History of Consciousness is the name of a department in the Humanities Division of the University of California, Santa Cruz with a 50+ year history of interdisciplinary research and student training in "established and emergent disciplines and fields" in the humanities, arts, sciences, and social sciences based on a diverse array of theoretical approaches. The program has a history of well-known affiliated faculty and of well-known program graduates.

History
The program was started in the first year of the Santa Cruz campus in a rather informal manner. A small group of faculty members, including the American historian Page Smith, philosopher Maurice Natanson, culture theorist Harry Berger, Jr., and psychology professor Bert Kaplan approached the
University of California system-wide Graduate Council with a proposal for a new type of graduate program for the new campus. According to the founding Chancellor of the campus, Dean McHenry, they did not consult with him and the program was approved without his input.

For over a decade, there were no direct faculty appointments to the program and all faculty teaching in the program was done by members of established Boards of Studies (at the time, the UC Santa Cruz equivalent of departments). This led to problems in budgeting and program continuity, and coupled with the unorthodox interdisciplinary nature of the program, it also presented challenges in placing History of Consciousness graduates in teaching jobs. The appointment of Norman O. Brown as Professor of Humanities in 1968 was in part intended to address some of these concerns.

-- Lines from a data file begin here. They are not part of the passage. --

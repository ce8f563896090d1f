//! # kmerctx
//!
//! K-mer frequencies and next-character context distributions for DNA
//! sequences in FASTA files.
//!
//! For every k-mer in the input, kmerctx counts how often it occurs and which
//! byte follows each occurrence. The final k-mer of a sequence has no
//! following byte; it is still counted, and reported as a terminal
//! occurrence rather than as a context.
//!
//! ## Quick Start
//!
//! ```rust,no_run
//! use kmerctx::run::count_kmer_contexts;
//!
//! let table = count_kmer_contexts("reads.fa", 2)?;
//! for (kmer, count) in table.iter() {
//!     println!("{}: {count}", String::from_utf8_lossy(kmer));
//! }
//! # Ok::<(), kmerctx::error::KmerCtxError>(())
//! ```
//!
//! ## Builder API
//!
//! ```rust,no_run
//! use kmerctx::builder::ContextCounter;
//! use kmerctx::cli::{KmerOrder, OutputFormat};
//!
//! ContextCounter::new()
//!     .k(3)?
//!     .format(OutputFormat::Json)
//!     .order(KmerOrder::Lexicographic)
//!     .count_to_file("reads.fa", "contexts.json")?;
//! # Ok::<(), Box<dyn std::error::Error>>(())
//! ```
//!
//! ## Case and alphabet
//!
//! Bytes are compared exactly as read: `a` and `A` are different, and
//! ambiguous codes such as `N` are counted like any other base. Use
//! [`ContextCounter::uppercase`](builder::ContextCounter::uppercase) or
//! `--uppercase` to fold soft-masked bases.
//!
//! ## Features
//!
//! - `rust-bio` (default): FASTA parsing with rust-bio
//! - `needletail`: FASTA parsing with needletail
//! - `gzip`: read `.gz` inputs
//! - `tracing` (default): structured logging via `tracing`

pub mod builder;
pub mod cli;
pub mod config;
pub mod error;
pub mod input;
pub mod kmer;
pub mod reader;
pub mod report;
pub mod run;
pub mod table;

pub use error::KmerCtxError;
pub use kmer::{KmerLength, Kmers, NextChar};
pub use table::ContextTable;
//! Fuzz target for `KmerLength::parse`.
//!
//! Any string must either parse to a positive length or be rejected with
//! an `InvalidK` error; parsing must never panic.

#![no_main]

use kmerctx::error::KmerCtxError;
use kmerctx::kmer::KmerLength;
use libfuzzer_sys::fuzz_target;

fuzz_target!(|data: &[u8]| {
    let Ok(text) = std::str::from_utf8(data) else {
        return;
    };

    match KmerLength::parse(text) {
        Ok(k) => {
            assert!(k.get() >= 1);
            assert_eq!(text.trim().parse::<usize>().ok(), Some(k.get()));
        }
        Err(err) => assert!(matches!(err, KmerCtxError::InvalidK { .. })),
    }
});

The first graduate student in History of Consciousness was Harvey Rabbin. Perhaps the best-known graduate of the program is Huey P. Newton, co-founder of the Black Panther Party. Newton received his Ph.D. in 1980.

Faculty

Historians Hayden White and James Clifford were among the first faculty members directly appointed to the department. White joined the faculty as Professor of History of Consciousness and Chair of the Board in July, 1978, having been recruited by then-Chancellor Angus Taylor to bring stability to the program.

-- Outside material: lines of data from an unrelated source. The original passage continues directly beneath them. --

//! Input source abstraction for file and stdin.
//!
//! # Example
//!
//! ```rust
//! use kmerctx::input::Input;
//! use std::path::Path;
//!
//! let input = Input::from_path(Path::new("reads.fa"));
//! assert!(matches!(input, Input::File(_)));
//!
//! let input = Input::from_path(Path::new("-"));
//! assert!(matches!(input, Input::Stdin));
//! ```

use std::{
    fs,
    path::{Path, PathBuf},
};

use crate::error::KmerCtxError;

/// Where FASTA records are read from.
#[derive(Debug, Clone, PartialEq, Eq, Default)]
pub enum Input {
    /// Read from a file at the specified path.
    File(PathBuf),
    /// Read from standard input.
    #[default]
    Stdin,
}

impl Input {
    /// Creates an `Input` from a path; `-` selects stdin.
    #[must_use]
    pub fn from_path(path: &Path) -> Self {
        if path.as_os_str() == "-" {
            Self::Stdin
        } else {
            Self::File(path.to_path_buf())
        }
    }

    /// Returns `true` if this input is stdin.
    #[must_use]
    pub const fn is_stdin(&self) -> bool {
        matches!(self, Self::Stdin)
    }

    /// Returns the file path if this is a file input.
    #[must_use]
    pub fn as_path(&self) -> Option<&Path> {
        match self {
            Self::File(path) => Some(path),
            Self::Stdin => None,
        }
    }

    /// Checks that a file input exists and is a regular file.
    ///
    /// Called before any k-mer generation so a bad path fails fast.
    pub fn ensure_readable(&self) -> Result<(), KmerCtxError> {
        let Self::File(path) = self else {
            return Ok(());
        };

        let not_found = |source| KmerCtxError::InputNotFound {
            source,
            path: path.clone(),
        };

        let metadata = fs::metadata(path).map_err(not_found)?;
        if metadata.is_dir() {
            return Err(not_found(std::io::Error::new(
                std::io::ErrorKind::InvalidInput,
                "is a directory",
            )));
        }
        fs::File::open(path).map(drop).map_err(not_found)
    }
}

impl std::fmt::Display for Input {
    fn fmt(&self, f: &mut std::fmt::Formatter<'_>) -> std::fmt::Result {
        match self {
            Self::File(path) => write!(f, "{}", path.display()),
            Self::Stdin => write!(f, "<stdin>"),
        }
    }
}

In addition to White and Clifford, Angela Davis, Barbara Epstein, Donna Haraway, Stephen Heath, Fredric Jameson, Teresa de Lauretis and Gary Lease joined the program, while professors in other disciplines taught "HistCon" courses, supervised HistCon graduate students, and participated in new graduate student admissions. Among those most active at this time were political theorists J. Peter Euben, Robert Meister and John Schaar as well as philosopher David Hoy. Other notable faculty who have taught in the program include Karen Barad, Victor Burgin, Isaac Julien, Herbert Marcuse, David Marriott, Kobena Mercer, Gayatri Chakravorty Spivak and Neferti Tadiar.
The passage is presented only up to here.